QO-100 Irradiator DC8PAT Ice Cone Feed
Patrik DC8PAT designed the irradiator for the satellite QO-100 can be made using 3D printing. It is currently in version 2.1, which you can purchase through https://nolle.engineering/qo100-products/ . However, he released the older version for non-commercial use for free at https://www.thingiverse.com/thing:3899461 , which allows other radio amateurs to make this irradiator themselves.
QO-100 irradiator using 3D printing
The DC8PAT design combines a satellite LNB for downlink in the band 10 GHz with a 3.5-turn helix radiator for in-band uplink 2,4 GHz satellite QO-100. All parts should be printed on PET/PETG, because it is resistant to UV radiation. This was provided by the seller https://www.jaspravim.sk/profil/kush3dp very professionally and quickly. I have used this 3D printing service of hamradio products several times to my full satisfaction.

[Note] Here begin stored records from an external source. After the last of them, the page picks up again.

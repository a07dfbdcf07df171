//! End-to-end training run over a small synthetic frame.

use hitsong_core::{Column, Frame};
use hitsong_models::{default_model_specs, ModelTrainer, TrainerConfig};
use tempfile::TempDir;

/// Forty rows, two informative features, separable classes.
fn synthetic_frame() -> Frame {
    let mut energy = Vec::new();
    let mut dance = Vec::new();
    let mut noise = Vec::new();
    let mut target = Vec::new();
    let mut decade = Vec::new();
    for i in 0..20 {
        let jitter = (i as f64) * 0.01;
        energy.push(0.8 + jitter);
        dance.push(0.7 - jitter);
        noise.push((i as f64 * 0.37).sin());
        target.push(1.0);
        decade.push("70s".to_string());

        energy.push(0.2 - jitter);
        dance.push(0.3 + jitter);
        noise.push((i as f64 * 0.53).cos());
        target.push(0.0);
        decade.push("60s".to_string());
    }
    Frame::from_columns(vec![
        ("energy".into(), Column::Numeric(energy)),
        ("danceability".into(), Column::Numeric(dance)),
        ("liveness".into(), Column::Numeric(noise)),
        ("target".into(), Column::Numeric(target)),
        ("decade".into(), Column::Categorical(decade)),
    ])
    .unwrap()
}

fn trainer_in(dir: &TempDir) -> ModelTrainer {
    ModelTrainer::new(TrainerConfig {
        models_dir: dir.path().join("saved_models"),
        ..TrainerConfig::default()
    })
}

#[test]
fn trains_all_six_models() {
    let dir = TempDir::new().unwrap();
    let mut trainer = trainer_in(&dir);
    trainer
        .train_all_models(&synthetic_frame(), &default_model_specs(), None)
        .unwrap();

    let n_test = trainer.test_labels().len();
    let results = trainer.results();
    assert_eq!(results.len(), 6);
    for (name, result) in results {
        assert!(
            result.test_accuracy >= 0.5,
            "{name} accuracy {}",
            result.test_accuracy
        );
        assert_eq!(result.cv_scores.len(), 5);
        assert_eq!(result.predictions.len(), n_test);
        assert_eq!(result.probabilities.len(), n_test);
        for p in &result.probabilities {
            assert!((0.0..=1.0).contains(p));
        }
    }
}

#[test]
fn deterministic_across_runs() {
    let frame = synthetic_frame();
    let specs = default_model_specs();
    let run = || {
        let dir = TempDir::new().unwrap();
        let mut trainer = trainer_in(&dir);
        trainer.train_all_models(&frame, &specs, None).unwrap();
        trainer
            .results()
            .iter()
            .map(|(name, r)| (name.clone(), r.test_accuracy, r.cv_mean))
            .collect::<Vec<_>>()
    };
    assert_eq!(run(), run());
}

#[test]
fn best_model_has_maximal_accuracy() {
    let dir = TempDir::new().unwrap();
    let mut trainer = trainer_in(&dir);
    trainer
        .train_all_models(&synthetic_frame(), &default_model_specs(), None)
        .unwrap();

    let (_, best) = trainer.get_best_model().unwrap();
    let max = trainer
        .results()
        .values()
        .map(|r| r.test_accuracy)
        .fold(f64::NEG_INFINITY, f64::max);
    assert_eq!(best.test_accuracy, max);
}

#[test]
fn models_persist_and_reload() {
    let dir = TempDir::new().unwrap();
    let mut trainer = trainer_in(&dir);
    trainer
        .train_all_models(&synthetic_frame(), &default_model_specs(), None)
        .unwrap();

    for name in ["logistic_regression", "random_forest", "xgboost"] {
        assert!(dir.path().join("saved_models").join(format!("{name}.json")).exists());
    }

    let probe = vec![vec![0.9, 0.6, 0.1], vec![0.1, 0.4, -0.2]];
    let reloaded = trainer.load_model("SVM").unwrap();
    let in_memory = &trainer.models()["SVM"];
    assert_eq!(
        reloaded.predict_proba(&probe).unwrap(),
        in_memory.predict_proba(&probe).unwrap()
    );
}

#[test]
fn save_failure_skips_model_and_continues() {
    let dir = TempDir::new().unwrap();
    // A regular file where the models directory should go makes every
    // save fail.
    std::fs::write(dir.path().join("blocker"), b"").unwrap();
    let mut trainer = ModelTrainer::new(TrainerConfig {
        models_dir: dir.path().join("blocker").join("saved_models"),
        ..TrainerConfig::default()
    });

    trainer
        .train_all_models(&synthetic_frame(), &default_model_specs()[..1], None)
        .unwrap();
    assert!(trainer.results().is_empty());
    assert!(trainer.models().is_empty());
}

#[test]
fn out_of_range_split_is_an_error() {
    let dir = TempDir::new().unwrap();
    let mut trainer = trainer_in(&dir);
    let frame = synthetic_frame();

    let train: Vec<usize> = (0..30).collect();
    let test = vec![30, 99];
    let result = trainer.train_all_models(&frame, &default_model_specs()[..1], Some((train, test)));
    assert!(matches!(
        result,
        Err(hitsong_models::ModelError::InvalidParameter { .. })
    ));
}

#[test]
fn missing_model_file_is_an_error() {
    let dir = TempDir::new().unwrap();
    let trainer = trainer_in(&dir);
    assert!(trainer.load_model("Random Forest").is_err());
}

#[test]
fn caller_supplied_split_is_respected() {
    let dir = TempDir::new().unwrap();
    let mut trainer = trainer_in(&dir);
    let frame = synthetic_frame();

    let train: Vec<usize> = (0..30).collect();
    let test: Vec<usize> = (30..40).collect();
    let specs = default_model_specs();
    let logistic_only = &specs[..1];
    trainer
        .train_all_models(&frame, logistic_only, Some((train, test.clone())))
        .unwrap();

    assert_eq!(trainer.test_labels().len(), test.len());
    assert_eq!(trainer.results().len(), 1);
}
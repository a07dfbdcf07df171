//! # hitsong-models
//!
//! The six classifiers of the hit-song prediction pipeline and the trainer
//! that fits, cross-validates, persists and ranks them. Models operate on
//! row-major `f64` feature vectors and binary {0, 1} labels.

pub mod boosting;
pub mod classifier;
pub mod forest;
pub mod logistic;
pub mod mlp;
pub mod svm;
pub mod trainer;
pub mod tree;
pub mod xgboost;

use hitsong_core::CoreError;
use thiserror::Error;

pub use boosting::GradientBoostingClassifier;
pub use classifier::Classifier;
pub use forest::RandomForestClassifier;
pub use logistic::LogisticRegression;
pub use mlp::MlpClassifier;
pub use svm::SvmClassifier;
pub use trainer::{
    default_model_specs, ClassifierKind, ModelKind, ModelResult, ModelSpec, ModelTrainer,
    TrainedModel, TrainerConfig,
};
pub use tree::DecisionTree;
pub use xgboost::XgboostClassifier;

/// Result type for model operations.
pub type Result<T> = std::result::Result<T, ModelError>;

/// Errors that can occur during model training, prediction and persistence.
#[derive(Error, Debug)]
pub enum ModelError {
    /// Invalid parameter value.
    #[error("Invalid parameter '{name}': {reason}")]
    InvalidParameter { name: String, reason: String },

    /// Model used before fitting.
    #[error("Model must be fitted before prediction")]
    NotFitted,

    /// Model fitting failed.
    #[error("Model fitting failed: {0}")]
    FitError(String),

    /// Prediction failed.
    #[error("Prediction failed: {0}")]
    PredictionError(String),

    /// `get_best_model` called with no trained results.
    #[error("No models trained yet")]
    EmptyResults,

    /// Requested persisted model does not exist.
    #[error("Model '{name}' not found")]
    ModelNotFound { name: String },

    /// Persistence I/O failure.
    #[error("I/O error: {0}")]
    Io(#[from] std::io::Error),

    /// Model (de)serialization failure.
    #[error("Model serialization failed: {0}")]
    Serialization(#[from] serde_json::Error),

    /// Table or split failure.
    #[error(transparent)]
    Core(#[from] CoreError),
}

I had to supplement reflector. Patrick on https://nolle.engineering/ice-cone-feed/ also includes technical drawings. I printed the template for the reflector on paper to scale 1:1. In the original, however, the reflector is made of thick aluminum 4 millimeter, which I did not have available. I therefore used kuprextite, which is much easier to work with.
The next part is helix spiral. It is also possible to print a template on a 3D printer, into which the wire is wound. I used it, but it is not necessary, the helix can be wound on a pipe of a suitable diameter and stretched to the required length.
The Helix irradiator has an impedance transformation adjusting members from sheet metal in the shape of a triangle with dimensions 17 x 71 millimeters. The shape and location is in the description and drawings on the mentioned page.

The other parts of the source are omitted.